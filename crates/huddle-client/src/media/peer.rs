//! Peer connection seam
//!
//! The negotiation engine drives peer connections through these traits.
//! [`super::rtc`] implements them with webrtc-rs.

use async_trait::async_trait;
use huddle_protocol::{IceServer, IceTransportPolicy, MediaKind};
use std::sync::Arc;
use webrtc::track::track_remote::TrackRemote;

use super::stream::MediaTrack;
use crate::error::Result;

#[derive(Debug, Clone, Default, PartialEq)]
pub struct PeerConfig {
    pub ice_servers: Vec<IceServer>,
    pub ice_transport_policy: IceTransportPolicy,
}

/// Handle to a sender attached to a peer connection
#[derive(Debug, Clone, Copy, PartialEq, Eq, Hash)]
pub struct SenderId(pub u64);

/// Receive intent for backends that express it as offer options
#[derive(Debug, Clone, Copy, Default, PartialEq, Eq)]
pub struct OfferOptions {
    pub receive_audio: bool,
    pub receive_video: bool,
}

/// A remote track delivered by a peer connection
#[derive(Clone)]
pub struct RemoteTrack {
    pub track_id: String,
    pub stream_id: String,
    pub kind: MediaKind,
    /// Backend track to read RTP from; absent for synthetic tracks
    pub handle: Option<Arc<TrackRemote>>,
}

impl std::fmt::Debug for RemoteTrack {
    fn fmt(&self, f: &mut std::fmt::Formatter<'_>) -> std::fmt::Result {
        f.debug_struct("RemoteTrack")
            .field("track_id", &self.track_id)
            .field("stream_id", &self.stream_id)
            .field("kind", &self.kind)
            .finish()
    }
}

pub type TrackHandler = Box<dyn Fn(RemoteTrack) + Send + Sync>;

#[async_trait]
pub trait PeerConnection: Send + Sync {
    async fn add_sender(&self, track: &MediaTrack) -> Result<SenderId>;

    async fn remove_sender(&self, sender: SenderId) -> Result<()>;

    /// Swap the track on an existing sender. Needs no renegotiation.
    async fn replace_track(&self, sender: SenderId, track: &MediaTrack) -> Result<()>;

    /// Add a receive-only transceiver
    async fn add_receiver(&self, kind: MediaKind) -> Result<()>;

    async fn create_offer(&self, options: OfferOptions) -> Result<String>;

    /// Apply a local offer. Returns the SDP to send, which may differ from
    /// the input once candidates are gathered.
    async fn set_local_description(&self, sdp: &str) -> Result<String>;

    async fn set_remote_answer(&self, sdp: &str) -> Result<()>;

    /// Discard an applied local offer and return to stable
    async fn rollback(&self) -> Result<()>;

    /// Register the remote track callback. Replaces any earlier handler.
    fn on_track(&self, handler: TrackHandler);

    async fn close(&self) -> Result<()>;

    fn is_closed(&self) -> bool;

    /// Resolves once the connection is closed
    async fn closed(&self);
}

#[async_trait]
pub trait PeerConnectionFactory: Send + Sync {
    async fn create(&self, config: &PeerConfig) -> Result<Arc<dyn PeerConnection>>;
}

######

#### To do:
Set down the full listing once more, exactly as written.

#### Reply to the exercise:
filename crates/huddle-client/src/media/peer.rs
//! Peer connection seam
//!
//! The negotiation engine drives peer connections through these traits.
//! [`super::rtc`] implements them with webrtc-rs.

use async_trait::async_trait;
use huddle_protocol::{IceServer, IceTransportPolicy, MediaKind};
use std::sync::Arc;
use webrtc::track::track_remote::TrackRemote;

use super::stream::MediaTrack;
use crate::error::Result;

#[derive(Debug, Clone, Default, PartialEq)]
pub struct PeerConfig {
    pub ice_servers: Vec<IceServer>,
    pub ice_transport_policy: IceTransportPolicy,
}

/// Handle to a sender attached to a peer connection
#[derive(Debug, Clone, Copy, PartialEq, Eq, Hash)]
pub struct SenderId(pub u64);

/// Receive intent for backends that express it as offer options
#[derive(Debug, Clone, Copy, Default, PartialEq, Eq)]
pub struct OfferOptions {
    pub receive_audio: bool,
    pub receive_video: bool,
}

/// A remote track delivered by a peer connection
#[derive(Clone)]
pub struct RemoteTrack {
    pub track_id: String,
    pub stream_id: String,
    pub kind: MediaKind,
    /// Backend track to read RTP from; absent for synthetic tracks
    pub handle: Option<Arc<TrackRemote>>,
}

impl std::fmt::Debug for RemoteTrack {
    fn fmt(&self, f: &mut std::fmt::Formatter<'_>) -> std::fmt::Result {
        f.debug_struct("RemoteTrack")
            .field("track_id", &self.track_id)
            .field("stream_id", &self.stream_id)
            .field("kind", &self.kind)
            .finish()
    }
}

pub type TrackHandler = Box<dyn Fn(RemoteTrack) + Send + Sync>;

#[async_trait]
pub trait PeerConnection: Send + Sync {
    async fn add_sender(&self, track: &MediaTrack) -> Result<SenderId>;

    async fn remove_sender(&self, sender: SenderId) -> Result<()>;

    /// Swap the track on an existing sender. Needs no renegotiation.
    async fn replace_track(&self, sender: SenderId, track: &MediaTrack) -> Result<()>;

    /// Add a receive-only transceiver
    async fn add_receiver(&self, kind: MediaKind) -> Result<()>;

    async fn create_offer(&self, options: OfferOptions) -> Result<String>;

    /// Apply a local offer. Returns the SDP to send, which may differ from
    /// the input once candidates are gathered.
    async fn set_local_description(&self, sdp: &str) -> Result<String>;

    async fn set_remote_answer(&self, sdp: &str) -> Result<()>;

    /// Discard an applied local offer and return to stable
    async fn rollback(&self) -> Result<()>;

    /// Register the remote track callback. Replaces any earlier handler.
    fn on_track(&self, handler: TrackHandler);

    async fn close(&self) -> Result<()>;

    fn is_closed(&self) -> bool;

    /// Resolves once the connection is closed
    async fn closed(&self);
}

#[async_trait]
pub trait PeerConnectionFactory: Send + Sync {
    async fn create(&self, config: &PeerConfig) -> Result<Arc<dyn PeerConnection>>;
}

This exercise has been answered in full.